%%

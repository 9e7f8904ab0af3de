// Service layer - configuration, latency, monitoring and per-token work

pub mod config;
pub mod latency;
pub mod monitoring;
pub mod processing;

pub use config::RunConfiguration;
pub use latency::{latency_for, FixedLatency, NoLatency};
pub use monitoring::{ConsoleLifecycleReporter, NoOpLifecycleReporter};
pub use processing::process_token;
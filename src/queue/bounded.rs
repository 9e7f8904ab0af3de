// BoundedQueue - fixed-capacity FIFO shared by every producer and consumer

use crate::core::QueueError;
use serde::Serialize;
use std::collections::VecDeque;
use std::num::NonZeroUsize;
use std::sync::{Condvar, Mutex, MutexGuard, PoisonError};

/// Point-in-time view of a queue's counters
#[derive(Debug, Clone, Copy, PartialEq, Eq, Serialize)]
pub struct QueueStats {
    pub capacity: usize,
    pub len: usize,
    pub high_water_mark: usize,
    pub pushed: u64,
    pub popped: u64,
    pub closed: bool,
}

struct QueueState<T> {
    items: VecDeque<T>,
    closed: bool,
    high_water_mark: usize,
    pushed: u64,
    popped: u64,
}

/// BoundedQueue is a multi-producer, multi-consumer FIFO with a fixed capacity.
///
/// `push` blocks while the queue is full and `pop` blocks while it is empty
/// and still open. Once `close` is called no further pushes are accepted, but
/// items already buffered stay available until consumers drain them; after
/// that every `pop` returns `None`.
pub struct BoundedQueue<T> {
    /// buffered items plus the closed flag, guarded together
    state: Mutex<QueueState<T>>,

    /// maximum number of buffered items
    capacity: usize,

    /// signalled when a slot frees up or the queue closes
    not_full: Condvar,

    /// signalled when an item arrives or the queue closes
    not_empty: Condvar,
}

impl<T> BoundedQueue<T> {
    pub fn new(capacity: NonZeroUsize) -> Self {
        let capacity = capacity.get();
        Self {
            state: Mutex::new(QueueState {
                items: VecDeque::with_capacity(capacity),
                closed: false,
                high_water_mark: 0,
                pushed: 0,
                popped: 0,
            }),
            capacity,
            not_full: Condvar::new(),
            not_empty: Condvar::new(),
        }
    }

    // Nothing panics while the lock is held, so a poisoned guard still
    // protects a consistent state.
    fn lock(&self) -> MutexGuard<'_, QueueState<T>> {
        self.state.lock().unwrap_or_else(PoisonError::into_inner)
    }

    /// Appends `value` at the tail, blocking while the queue is at capacity.
    ///
    /// Fails with `QueueError::Closed` if the queue is closed before or while
    /// the caller waits for a free slot.
    pub fn push(&self, value: T) -> Result<(), QueueError> {
        let mut state = self.lock();
        loop {
            if state.closed {
                return Err(QueueError::Closed);
            }
            if state.items.len() < self.capacity {
                break;
            }
            state = self
                .not_full
                .wait(state)
                .unwrap_or_else(PoisonError::into_inner);
        }

        state.items.push_back(value);
        state.pushed += 1;
        state.high_water_mark = state.high_water_mark.max(state.items.len());
        drop(state);

        self.not_empty.notify_one();
        Ok(())
    }

    /// Removes the head item, blocking while the queue is empty and open.
    ///
    /// Returns `None` only once the queue is both closed and empty.
    pub fn pop(&self) -> Option<T> {
        let mut state = self.lock();
        loop {
            if let Some(value) = state.items.pop_front() {
                state.popped += 1;
                drop(state);
                self.not_full.notify_one();
                return Some(value);
            }
            if state.closed {
                return None;
            }
            state = self
                .not_empty
                .wait(state)
                .unwrap_or_else(PoisonError::into_inner);
        }
    }

    /// Non-blocking variant of `pop`
    pub fn try_pop(&self) -> Option<T> {
        let mut state = self.lock();
        let value = state.items.pop_front()?;
        state.popped += 1;
        drop(state);

        self.not_full.notify_one();
        Some(value)
    }

    /// Marks the queue closed and wakes every blocked caller.
    ///
    /// Buffered items are kept for consumers to drain. Closing twice is a
    /// contract violation and returns `QueueError::AlreadyClosed`.
    pub fn close(&self) -> Result<(), QueueError> {
        let mut state = self.lock();
        if state.closed {
            return Err(QueueError::AlreadyClosed);
        }
        state.closed = true;
        drop(state);

        self.not_empty.notify_all();
        self.not_full.notify_all();
        Ok(())
    }

    pub fn is_closed(&self) -> bool {
        self.lock().closed
    }

    pub fn len(&self) -> usize {
        self.lock().items.len()
    }

    pub fn is_empty(&self) -> bool {
        self.lock().items.is_empty()
    }

    pub fn capacity(&self) -> usize {
        self.capacity
    }

    pub fn stats(&self) -> QueueStats {
        let state = self.lock();
        QueueStats {
            capacity: self.capacity,
            len: state.items.len(),
            high_water_mark: state.high_water_mark,
            pushed: state.pushed,
            popped: state.popped,
            closed: state.closed,
        }
    }
}
// WorkerGroup - completion tracking for a set of homogeneous workers

use crate::core::WorkerRole;
use std::sync::Arc;
use tokio::sync::watch;

/// Counts workers that have been enrolled but not yet finished.
///
/// Each enrolled worker holds a `CompletionGuard`; dropping the guard signals
/// completion, so a worker signals exactly once whether it returns normally
/// or unwinds.
pub struct WorkerGroup {
    role: WorkerRole,
    remaining: Arc<watch::Sender<usize>>,
}

impl WorkerGroup {
    pub fn new(role: WorkerRole) -> Self {
        let (remaining, _) = watch::channel(0);
        Self {
            role,
            remaining: Arc::new(remaining),
        }
    }

    pub fn role(&self) -> WorkerRole {
        self.role
    }

    /// Enrolls one worker
    pub fn enroll(&self) -> CompletionGuard {
        self.remaining.send_modify(|remaining| *remaining += 1);
        CompletionGuard {
            remaining: Arc::clone(&self.remaining),
        }
    }

    /// Enrolls `workers` workers at once
    pub fn register(&self, workers: usize) -> Vec<CompletionGuard> {
        (0..workers).map(|_| self.enroll()).collect()
    }

    /// Workers enrolled and not yet finished
    pub fn remaining(&self) -> usize {
        *self.remaining.borrow()
    }

    /// Resolves once every enrolled worker has signalled completion
    pub async fn wait(&self) {
        let mut receiver = self.remaining.subscribe();
        // the sender lives as long as `self`, so this cannot fail
        let _ = receiver.wait_for(|remaining| *remaining == 0).await;
    }
}

/// Held by a running worker; signals completion when dropped
#[must_use = "dropping the guard signals completion immediately"]
pub struct CompletionGuard {
    remaining: Arc<watch::Sender<usize>>,
}

impl CompletionGuard {
    /// Signals completion explicitly
    pub fn complete(self) {}
}

impl Drop for CompletionGuard {
    fn drop(&mut self) {
        self.remaining
            .send_modify(|remaining| *remaining = remaining.saturating_sub(1));
    }
}
// Latency implementations

use crate::core::Latency;
use std::sync::Arc;
use std::thread;
use std::time::Duration;

/// Returns immediately
#[derive(Debug, Default, Clone, Copy)]
pub struct NoLatency;

impl Latency for NoLatency {
    fn pause(&self) {}
}

/// Sleeps the calling worker thread for a fixed duration
#[derive(Debug, Clone, Copy)]
pub struct FixedLatency {
    duration: Duration,
}

impl FixedLatency {
    pub fn new(duration: Duration) -> Self {
        Self { duration }
    }

    pub fn duration(&self) -> Duration {
        self.duration
    }
}

impl Latency for FixedLatency {
    fn pause(&self) {
        thread::sleep(self.duration);
    }
}

/// Maps an optional configured delay onto a shareable latency
pub fn latency_for(delay: Option<Duration>) -> Arc<dyn Latency> {
    match delay {
        Some(duration) if !duration.is_zero() => Arc::new(FixedLatency::new(duration)),
        _ => Arc::new(NoLatency),
    }
}
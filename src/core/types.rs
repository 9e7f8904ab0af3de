// Data types shared across the pipeline

use crate::services::config::RunConfiguration;
use chrono::{DateTime, Utc};
use serde::Serialize;
use std::fmt;

/// A unit of data moved from a producer to a consumer.
///
/// The token's value is the id of the producer that emitted it. `sequence`
/// is the index of the item within that producer's quota, so per-producer
/// ordering can be checked on the consuming side.
#[derive(Debug, Clone, Copy, PartialEq, Eq, Hash, Serialize)]
pub struct Token {
    pub producer: usize,
    pub sequence: usize,
}

impl Token {
    pub fn new(producer: usize, sequence: usize) -> Self {
        Self { producer, sequence }
    }

    pub fn value(&self) -> i64 {
        self.producer as i64
    }
}

#[derive(Debug, Clone, Copy, PartialEq, Eq, Hash, Serialize)]
#[serde(rename_all = "lowercase")]
pub enum WorkerRole {
    Producer,
    Consumer,
}

impl fmt::Display for WorkerRole {
    fn fmt(&self, f: &mut fmt::Formatter<'_>) -> fmt::Result {
        match self {
            Self::Producer => f.write_str("producer"),
            Self::Consumer => f.write_str("consumer"),
        }
    }
}

/// Lifecycle of a single run. Transitions only move forward.
#[derive(Debug, Clone, Copy, PartialEq, Eq, PartialOrd, Ord, Hash, Serialize)]
pub enum RunPhase {
    Initializing,
    Running,
    Draining,
    Done,
}

impl RunPhase {
    /// The phase that follows this one; `Done` is terminal
    pub fn next(self) -> Option<RunPhase> {
        match self {
            Self::Initializing => Some(Self::Running),
            Self::Running => Some(Self::Draining),
            Self::Draining => Some(Self::Done),
            Self::Done => None,
        }
    }
}

impl fmt::Display for RunPhase {
    fn fmt(&self, f: &mut fmt::Formatter<'_>) -> fmt::Result {
        let name = match self {
            Self::Initializing => "initializing",
            Self::Running => "running",
            Self::Draining => "draining",
            Self::Done => "done",
        };
        f.write_str(name)
    }
}

/// Snapshot taken each time the coordinator changes phase
#[derive(Debug, Clone, PartialEq, Eq, Serialize)]
pub struct PhaseChange {
    pub phase: RunPhase,
    pub producers_remaining: usize,
    pub consumers_remaining: usize,
    pub queue_closed: bool,
    pub buffered: usize,
}

#[derive(Debug, Clone, Copy, PartialEq, Eq, Serialize)]
pub struct ProducerReport {
    pub worker_id: usize,
    pub produced: usize,
}

#[derive(Debug, Clone, Copy, PartialEq, Eq, Serialize)]
pub struct ConsumerReport {
    pub worker_id: usize,
    pub consumed: usize,
}

/// Summary of a completed run
#[derive(Debug, Clone, Serialize)]
pub struct RunSummary {
    pub started_at: DateTime<Utc>,
    pub config: RunConfiguration,
    pub produced: usize,
    pub consumed: usize,
    pub per_producer: Vec<ProducerReport>,
    pub per_consumer: Vec<ConsumerReport>,
    pub high_water_mark: usize,
    pub elapsed_ms: u64,
    pub throughput_per_sec: f64,
}

impl RunSummary {
    /// Every produced token was consumed exactly once
    pub fn is_conserved(&self) -> bool {
        self.produced == self.consumed
            && self.produced == self.config.total_items().unwrap_or(usize::MAX)
    }
}
// Engine layer - workers, completion tracking and orchestration

pub mod api;
pub mod consumer;
pub mod coordinator;
pub mod phase;
pub mod producer;
pub mod worker_group;
pub mod worker_thread;

pub use api::{create_console_coordinator, create_quiet_coordinator, run_pipeline};
pub use coordinator::Coordinator;
pub use phase::PhaseTracker;
pub use worker_group::{CompletionGuard, WorkerGroup};
pub use worker_thread::{spawn_worker, WorkerHandle};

%%

Produce an exact repeat of the lines from the one containing "self.produced == self.config.total_items().unwrap_or(usize::MAX)" through the last line of the data, and nothing more.

            && self.produced == self.config.total_items().unwrap_or(usize::MAX)
    }
}
// Engine layer - workers, completion tracking and orchestration

pub mod api;
pub mod consumer;
pub mod coordinator;
pub mod phase;
pub mod producer;
pub mod worker_group;
pub mod worker_thread;

pub use api::{create_console_coordinator, create_quiet_coordinator, run_pipeline};
pub use coordinator::Coordinator;
pub use phase::PhaseTracker;
pub use worker_group::{CompletionGuard, WorkerGroup};
pub use worker_thread::{spawn_worker, WorkerHandle};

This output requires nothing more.